Sheldene’s daughter Donna Wasilewski runs the grill, with help from Katrina Corpuz, who’s been there four years. Sheldene, whose two other daughters also used to help in the kitchen, nods solemnly when talking about missing the close-knit experience of everyone pulling together.
Wasilewski relishes the memory of the rack of lamb and braised short ribs her Aunt Willette created. They’re still her favorite dishes, though no longer on the menu. After Willette died, the family tried to re-create her dishes without her recipes. “Between all of us we tried to get the recipes together — except for the rack of lamb,” Wasilewski added. “She was the only one who could do it.”
Today’s menu isn’t as diverse as when they offered kalua pig sandwiches with hoisin sauce and fried poke, but Wasilewski’s proud of the top-selling Korean garlic chicken, and the made-from-scratch hamburger steak and loco moco with deep brown gravy.
“This time of the year, we would have been very busy with catering,” Wasilewski said. At least the banana bread loaves are still flying out the door, each made with over a pound of bananas. “People say it’s the best they ever had.”
The carrot cake is a winner, too. Wasilewski’s passion is baking and cake decorating, with trial-and-error her main teacher, she said.
Now in her 50s, Wasilewski said she’s been around the family business since she was 6, learning to pump gas, change oil and fill tires when she got older, as did all her sisters and cousins. As an adult she’s worked there off and on for about 25 years, learning the most about how a business should be run from her grandparents.
“My grandfather was in charge of everything. He was here every day even when he retired, him and Grandma, checking on things and greeting customers. His nickname was ‘Smiler,’ because he was very friendly.
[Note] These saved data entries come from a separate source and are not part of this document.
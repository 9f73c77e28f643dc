//! Packing of partition index and local row offset into one 64-bit row id.
//!
//! ```text
//! 63            44 43                                   0
//! ┌───────────────┬──────────────────────────────────────┐
//! │ partition (20)│          local row offset (44)       │
//! └───────────────┴──────────────────────────────────────┘
//! ```
//!
//! Partition index 0 is the shared dictionary store; data partitions start at 1.
//! The `external` variants shift the partition component down by one so that
//! callers see data partitions numbered from 0.

/// Packed row identifier.
pub type RowId = u64;

/// Number of bits reserved for the local row offset.
pub const LOCAL_BITS: u32 = 44;

/// Mask selecting the local row offset.
pub const LOCAL_MASK: u64 = (1 << LOCAL_BITS) - 1;

/// Largest representable partition index.
pub const MAX_PARTITION_INDEX: u32 = (1 << (64 - LOCAL_BITS)) - 1;

/// Partition index of the shared dictionary store.
pub const SYMBOL_PARTITION_INDEX: u32 = 0;

/// Packs a partition index and local row offset.
#[inline]
pub fn to_row_id(partition_index: u32, local_row_id: u64) -> RowId {
    debug_assert!(local_row_id <= LOCAL_MASK);
    ((partition_index as u64) << LOCAL_BITS) + local_row_id
}

/// Extracts the partition index.
#[inline]
pub fn to_partition_index(row_id: RowId) -> u32 {
    (row_id >> LOCAL_BITS) as u32
}

/// Extracts the local row offset.
#[inline]
pub fn to_local_row_id(row_id: RowId) -> u64 {
    row_id & LOCAL_MASK
}

/// Packs a row id as seen by clients, hiding the dictionary partition.
#[inline]
pub fn to_external_row_id(partition_index: u32, local_row_id: u64) -> RowId {
    debug_assert!(partition_index > SYMBOL_PARTITION_INDEX);
    to_row_id(partition_index - 1, local_row_id)
}

/// Recovers the internal partition index from a client row id.
#[inline]
pub fn to_partition_index_from_external(row_id: RowId) -> u32 {
    to_partition_index(row_id) + 1
}

/// Converts a client row id to the internal representation.
#[inline]
pub fn from_external_row_id(row_id: RowId) -> RowId {
    to_row_id(
        to_partition_index_from_external(row_id),
        to_local_row_id(row_id),
    )
}

#[cfg(test)]
mod tests {
    use super::*;

    #[test]
    fn test_row_id_packing() {
        let row_id = to_row_id(3, 123_456);
        assert_eq!(row_id, (3u64 << 44) + 123_456);
        assert_eq!(to_partition_index(row_id), 3);
        assert_eq!(to_local_row_id(row_id), 123_456);
    }

    #[test]
    fn test_row_id_limits() {
        let row_id = to_row_id(MAX_PARTITION_INDEX, LOCAL_MASK);
        assert_eq!(row_id, u64::MAX);
        assert_eq!(to_partition_index(row_id), MAX_PARTITION_INDEX);
        assert_eq!(to_local_row_id(row_id), LOCAL_MASK);
    }

    #[test]
    fn test_external_row_id_hides_symbol_partition() {
        let external = to_external_row_id(1, 7);
        assert_eq!(to_partition_index(external), 0);
        assert_eq!(to_partition_index_from_external(external), 1);
        assert_eq!(from_external_row_id(external), to_row_id(1, 7));
    }
}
He loved dealing with customers,” she said.
Colleen said her grandfather William Ho owned two other properties next to what is now Wally’s: a grocery store built in 1950 called Willy’s Market — “there was no Times Supermarket or anything at that time” — and Willy’s Restaurant, built in 1955 to serve Chinese-American food. William Ho’s other two sons ran those businesses. The market space is now leased to the retailers Runner’s Hi and Go Bananas; Dixie Grill has taken over the Willy’s Restaurant site.
Since an Instagram post a few weeks ago first mentioned the closing of Wally Ho’s, even customers from long ago have been swarming in for a last hamburger steak or other favorites. Colleen said her mother is not sure what will be done with the property.
“We’ll miss it and the customers — they’re pretty disappointed. That’s what is so hard,” she said. “Some are saying they’ll have to buy a new car now that they can no longer come for repairs. We really appreciate their business all these years. They’ve become like family.”